[Stored data]
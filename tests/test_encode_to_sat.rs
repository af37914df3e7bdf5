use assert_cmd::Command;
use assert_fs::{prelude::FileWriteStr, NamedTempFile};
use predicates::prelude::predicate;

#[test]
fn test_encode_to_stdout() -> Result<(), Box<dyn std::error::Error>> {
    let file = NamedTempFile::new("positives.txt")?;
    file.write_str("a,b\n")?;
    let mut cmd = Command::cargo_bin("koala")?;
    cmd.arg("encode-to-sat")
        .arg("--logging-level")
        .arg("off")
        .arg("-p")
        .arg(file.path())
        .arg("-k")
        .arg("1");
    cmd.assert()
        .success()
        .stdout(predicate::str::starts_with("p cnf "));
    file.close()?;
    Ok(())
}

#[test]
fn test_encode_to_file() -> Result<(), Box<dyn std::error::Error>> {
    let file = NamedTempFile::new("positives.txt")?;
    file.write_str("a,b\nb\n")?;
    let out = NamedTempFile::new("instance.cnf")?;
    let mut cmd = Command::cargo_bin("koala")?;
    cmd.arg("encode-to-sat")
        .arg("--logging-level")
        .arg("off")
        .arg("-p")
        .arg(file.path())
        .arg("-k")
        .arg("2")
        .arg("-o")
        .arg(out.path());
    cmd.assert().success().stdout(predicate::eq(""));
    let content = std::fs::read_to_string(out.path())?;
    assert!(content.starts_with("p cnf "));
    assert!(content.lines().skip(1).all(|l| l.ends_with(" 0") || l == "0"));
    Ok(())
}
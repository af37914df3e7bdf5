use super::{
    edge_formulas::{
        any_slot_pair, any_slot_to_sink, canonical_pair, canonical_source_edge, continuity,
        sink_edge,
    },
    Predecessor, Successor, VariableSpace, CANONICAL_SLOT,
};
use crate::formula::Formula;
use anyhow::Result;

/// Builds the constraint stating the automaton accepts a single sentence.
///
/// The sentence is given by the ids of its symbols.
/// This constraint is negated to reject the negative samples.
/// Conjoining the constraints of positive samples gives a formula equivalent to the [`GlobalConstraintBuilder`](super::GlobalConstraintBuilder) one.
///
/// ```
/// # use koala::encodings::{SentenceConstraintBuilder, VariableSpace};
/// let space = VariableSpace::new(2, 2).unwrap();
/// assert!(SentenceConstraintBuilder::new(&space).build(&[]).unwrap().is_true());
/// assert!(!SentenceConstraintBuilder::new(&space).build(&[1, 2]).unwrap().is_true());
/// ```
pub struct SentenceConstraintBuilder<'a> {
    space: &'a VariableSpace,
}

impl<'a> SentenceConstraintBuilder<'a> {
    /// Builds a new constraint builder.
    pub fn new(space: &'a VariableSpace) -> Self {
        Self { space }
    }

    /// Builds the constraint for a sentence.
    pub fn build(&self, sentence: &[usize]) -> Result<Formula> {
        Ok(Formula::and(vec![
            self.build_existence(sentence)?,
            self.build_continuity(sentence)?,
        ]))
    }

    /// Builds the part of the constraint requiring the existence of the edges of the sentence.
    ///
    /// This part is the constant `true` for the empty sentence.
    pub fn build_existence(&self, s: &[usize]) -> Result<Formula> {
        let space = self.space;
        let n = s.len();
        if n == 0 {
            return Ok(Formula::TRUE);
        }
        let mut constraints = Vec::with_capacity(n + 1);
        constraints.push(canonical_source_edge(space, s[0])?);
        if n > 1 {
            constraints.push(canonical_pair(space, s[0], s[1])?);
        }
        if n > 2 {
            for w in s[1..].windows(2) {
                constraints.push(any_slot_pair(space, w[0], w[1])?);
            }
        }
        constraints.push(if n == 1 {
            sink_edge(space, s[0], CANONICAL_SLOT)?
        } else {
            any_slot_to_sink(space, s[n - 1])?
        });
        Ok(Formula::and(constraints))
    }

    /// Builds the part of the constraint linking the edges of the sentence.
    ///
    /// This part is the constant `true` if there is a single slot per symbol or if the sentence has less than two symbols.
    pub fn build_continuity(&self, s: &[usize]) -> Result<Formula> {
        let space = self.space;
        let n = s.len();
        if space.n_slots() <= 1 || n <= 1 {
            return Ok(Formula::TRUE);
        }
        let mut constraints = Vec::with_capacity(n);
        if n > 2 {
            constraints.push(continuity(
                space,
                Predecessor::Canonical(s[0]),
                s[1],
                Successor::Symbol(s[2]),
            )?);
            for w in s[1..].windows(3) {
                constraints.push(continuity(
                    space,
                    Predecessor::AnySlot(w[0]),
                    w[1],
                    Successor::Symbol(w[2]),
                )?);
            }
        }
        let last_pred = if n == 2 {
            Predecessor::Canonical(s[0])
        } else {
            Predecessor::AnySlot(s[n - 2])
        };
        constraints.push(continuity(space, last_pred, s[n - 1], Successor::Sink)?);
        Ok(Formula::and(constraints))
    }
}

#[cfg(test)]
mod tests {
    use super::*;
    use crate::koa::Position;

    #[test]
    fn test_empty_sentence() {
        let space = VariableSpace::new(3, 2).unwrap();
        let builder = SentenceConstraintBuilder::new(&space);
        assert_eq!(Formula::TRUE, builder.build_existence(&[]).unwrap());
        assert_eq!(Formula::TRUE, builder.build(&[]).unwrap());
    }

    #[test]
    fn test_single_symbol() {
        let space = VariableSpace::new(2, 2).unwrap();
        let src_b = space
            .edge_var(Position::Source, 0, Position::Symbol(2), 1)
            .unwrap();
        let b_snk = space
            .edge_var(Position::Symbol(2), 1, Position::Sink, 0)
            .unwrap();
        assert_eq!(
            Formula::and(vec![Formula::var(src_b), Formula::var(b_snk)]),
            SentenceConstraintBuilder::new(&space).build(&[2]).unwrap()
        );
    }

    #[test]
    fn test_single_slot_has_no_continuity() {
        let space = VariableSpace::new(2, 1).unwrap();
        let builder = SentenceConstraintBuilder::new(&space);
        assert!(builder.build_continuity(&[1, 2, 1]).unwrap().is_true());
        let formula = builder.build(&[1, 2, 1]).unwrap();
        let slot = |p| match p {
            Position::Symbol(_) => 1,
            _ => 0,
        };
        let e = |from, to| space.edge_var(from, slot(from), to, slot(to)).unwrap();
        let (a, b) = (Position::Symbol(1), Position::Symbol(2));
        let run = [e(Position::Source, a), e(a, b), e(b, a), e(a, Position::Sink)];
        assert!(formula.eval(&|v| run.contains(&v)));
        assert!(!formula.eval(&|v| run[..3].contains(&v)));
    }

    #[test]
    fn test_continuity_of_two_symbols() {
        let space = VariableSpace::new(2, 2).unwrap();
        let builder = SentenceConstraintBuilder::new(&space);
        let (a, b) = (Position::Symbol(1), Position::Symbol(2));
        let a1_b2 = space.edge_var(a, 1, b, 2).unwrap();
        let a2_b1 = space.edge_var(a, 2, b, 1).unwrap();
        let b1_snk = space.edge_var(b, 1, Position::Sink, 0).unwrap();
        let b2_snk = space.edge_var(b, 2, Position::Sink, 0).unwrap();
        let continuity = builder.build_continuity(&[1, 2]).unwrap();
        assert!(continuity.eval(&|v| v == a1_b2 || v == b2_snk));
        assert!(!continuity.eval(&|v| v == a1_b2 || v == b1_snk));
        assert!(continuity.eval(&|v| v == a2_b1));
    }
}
==
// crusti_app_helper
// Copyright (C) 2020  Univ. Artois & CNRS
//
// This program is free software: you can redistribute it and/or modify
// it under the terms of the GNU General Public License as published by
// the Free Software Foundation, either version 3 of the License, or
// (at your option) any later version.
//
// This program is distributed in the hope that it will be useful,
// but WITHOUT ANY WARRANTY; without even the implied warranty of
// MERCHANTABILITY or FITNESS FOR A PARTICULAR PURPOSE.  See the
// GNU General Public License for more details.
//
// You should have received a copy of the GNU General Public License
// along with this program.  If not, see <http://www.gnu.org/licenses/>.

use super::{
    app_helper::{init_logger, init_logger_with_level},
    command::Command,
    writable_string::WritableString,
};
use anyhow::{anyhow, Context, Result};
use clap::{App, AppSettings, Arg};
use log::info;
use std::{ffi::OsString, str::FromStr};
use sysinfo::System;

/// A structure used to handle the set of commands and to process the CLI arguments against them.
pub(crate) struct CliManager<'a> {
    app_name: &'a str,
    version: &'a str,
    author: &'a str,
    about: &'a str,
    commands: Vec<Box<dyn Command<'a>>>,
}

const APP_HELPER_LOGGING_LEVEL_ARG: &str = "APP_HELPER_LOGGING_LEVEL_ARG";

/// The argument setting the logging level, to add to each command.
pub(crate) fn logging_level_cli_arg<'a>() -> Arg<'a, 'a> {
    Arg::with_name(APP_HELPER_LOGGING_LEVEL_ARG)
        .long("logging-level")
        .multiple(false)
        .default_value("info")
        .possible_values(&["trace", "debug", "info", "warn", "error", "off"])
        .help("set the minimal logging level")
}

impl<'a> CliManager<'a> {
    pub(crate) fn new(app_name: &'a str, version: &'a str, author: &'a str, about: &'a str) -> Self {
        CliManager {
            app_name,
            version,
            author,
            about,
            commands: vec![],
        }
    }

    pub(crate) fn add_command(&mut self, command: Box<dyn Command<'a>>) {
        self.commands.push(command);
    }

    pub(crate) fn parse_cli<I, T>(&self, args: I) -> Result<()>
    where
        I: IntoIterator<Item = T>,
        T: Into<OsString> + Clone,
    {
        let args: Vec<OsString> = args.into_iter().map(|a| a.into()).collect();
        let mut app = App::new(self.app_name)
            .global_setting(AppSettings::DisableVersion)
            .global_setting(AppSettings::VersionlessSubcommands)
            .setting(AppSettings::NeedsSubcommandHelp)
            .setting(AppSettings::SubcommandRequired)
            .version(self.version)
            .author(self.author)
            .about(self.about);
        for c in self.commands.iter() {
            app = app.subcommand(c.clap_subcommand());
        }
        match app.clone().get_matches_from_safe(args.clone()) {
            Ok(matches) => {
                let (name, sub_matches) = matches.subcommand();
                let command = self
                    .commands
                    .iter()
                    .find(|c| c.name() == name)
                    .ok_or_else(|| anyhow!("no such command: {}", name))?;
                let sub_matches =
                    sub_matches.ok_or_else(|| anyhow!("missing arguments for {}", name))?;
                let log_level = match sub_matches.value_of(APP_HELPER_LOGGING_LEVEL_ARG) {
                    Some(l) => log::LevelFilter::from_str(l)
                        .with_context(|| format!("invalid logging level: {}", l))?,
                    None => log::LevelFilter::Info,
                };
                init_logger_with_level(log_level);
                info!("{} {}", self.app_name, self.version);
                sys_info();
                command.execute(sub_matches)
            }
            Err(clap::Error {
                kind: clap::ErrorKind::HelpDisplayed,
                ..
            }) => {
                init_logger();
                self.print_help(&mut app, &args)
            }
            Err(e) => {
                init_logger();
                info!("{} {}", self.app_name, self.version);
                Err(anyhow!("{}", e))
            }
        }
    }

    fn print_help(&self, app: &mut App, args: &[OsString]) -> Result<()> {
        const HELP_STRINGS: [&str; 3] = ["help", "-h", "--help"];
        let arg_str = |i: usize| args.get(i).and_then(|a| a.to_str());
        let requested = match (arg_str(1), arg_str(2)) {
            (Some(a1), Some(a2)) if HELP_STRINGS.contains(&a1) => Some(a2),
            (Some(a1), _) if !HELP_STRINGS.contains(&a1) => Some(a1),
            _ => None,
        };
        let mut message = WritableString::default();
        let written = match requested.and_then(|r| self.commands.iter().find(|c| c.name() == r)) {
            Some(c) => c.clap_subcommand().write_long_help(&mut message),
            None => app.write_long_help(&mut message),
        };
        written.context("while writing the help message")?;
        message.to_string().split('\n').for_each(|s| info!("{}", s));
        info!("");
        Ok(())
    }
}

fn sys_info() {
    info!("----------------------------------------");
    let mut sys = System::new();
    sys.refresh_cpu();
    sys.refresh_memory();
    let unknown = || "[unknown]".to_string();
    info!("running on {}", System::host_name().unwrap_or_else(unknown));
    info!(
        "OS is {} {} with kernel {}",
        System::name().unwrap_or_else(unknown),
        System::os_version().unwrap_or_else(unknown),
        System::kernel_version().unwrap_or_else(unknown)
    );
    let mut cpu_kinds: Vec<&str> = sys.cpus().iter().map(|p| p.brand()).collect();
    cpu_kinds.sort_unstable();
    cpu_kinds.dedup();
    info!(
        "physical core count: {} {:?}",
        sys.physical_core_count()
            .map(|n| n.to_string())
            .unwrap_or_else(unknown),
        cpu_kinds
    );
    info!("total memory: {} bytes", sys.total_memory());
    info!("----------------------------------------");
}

> **EXERCISE INSTRUCTIONS**
For the string "author", search the preceding data and copy every line that includes it.

> **TASK RESULT**
    author: &'a str,
    pub(crate) fn new(app_name: &'a str, version: &'a str, author: &'a str, about: &'a str) -> Self {
            author,
            .author(self.author)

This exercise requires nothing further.